**Data items:**
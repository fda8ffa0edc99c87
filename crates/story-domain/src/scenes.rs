//! Payloads de escenas: paso 8 (lista) y paso 9 (briefs por escena).

use serde::{Deserialize, Serialize};

/// Tipo de escena según la alternancia proactiva/reactiva.
#[derive(Debug, Clone, Copy, PartialEq, Eq, Serialize, Deserialize)]
#[serde(rename_all = "lowercase")]
pub enum SceneType {
    Proactive,
    Reactive,
}

/// Una escena de la lista maestra (paso 8).
///
/// `index` es 1-based y secuencial; `disaster_anchor` ancla la escena a uno
/// de los tres desastres del paso 2 (1..=3) cuando corresponde.
#[derive(Debug, Clone, PartialEq, Eq, Serialize, Deserialize)]
pub struct Scene {
    pub index: usize,
    #[serde(rename = "type")]
    pub scene_type: SceneType,
    pub pov: String,
    pub summary: String,
    pub location: String,
    pub time: String,
    pub word_target: u32,
    pub conflict: String,
    pub disaster_anchor: Option<u8>,
    pub hooks: String,
}

#[derive(Debug, Clone, PartialEq, Eq, Serialize, Deserialize)]
pub struct SceneList {
    pub scenes: Vec<Scene>,
}

impl SceneList {
    pub fn len(&self) -> usize {
        self.scenes.len()
    }

    pub fn is_empty(&self) -> bool {
        self.scenes.is_empty()
    }

    /// Suma de los objetivos de palabras de todas las escenas.
    pub fn word_target_total(&self) -> u64 {
        self.scenes.iter().map(|s| u64::from(s.word_target)).sum()
    }
}

/// Cuerpo de un brief según el tipo de escena.
#[derive(Debug, Clone, PartialEq, Eq, Serialize, Deserialize)]
#[serde(tag = "kind", rename_all = "lowercase")]
pub enum SceneBriefBody {
    Proactive {
        goal: String,
        conflict: String,
        setback: String,
        stakes: String,
    },
    Reactive {
        reaction: String,
        dilemma: String,
        decision: String,
        stakes: String,
    },
}

impl SceneBriefBody {
    /// ¿El brief corresponde al tipo de la escena?
    pub fn matches(&self, scene_type: SceneType) -> bool {
        matches!((self, scene_type),
                 (SceneBriefBody::Proactive { .. }, SceneType::Proactive)
                 | (SceneBriefBody::Reactive { .. }, SceneType::Reactive))
    }
}

/// Brief de una escena (paso 9), emparejado posicionalmente con el paso 8.
#[derive(Debug, Clone, PartialEq, Eq, Serialize, Deserialize)]
pub struct SceneBrief {
    pub scene_index: usize,
    #[serde(flatten)]
    pub body: SceneBriefBody,
}

#[derive(Debug, Clone, PartialEq, Eq, Serialize, Deserialize)]
pub struct SceneBriefList {
    pub briefs: Vec<SceneBrief>,
}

**Try it:** Every line above that holds the string "escenas" should be copied out.

**Response below:**
//! Payloads de escenas: paso 8 (lista) y paso 9 (briefs por escena).
    /// Suma de los objetivos de palabras de todas las escenas.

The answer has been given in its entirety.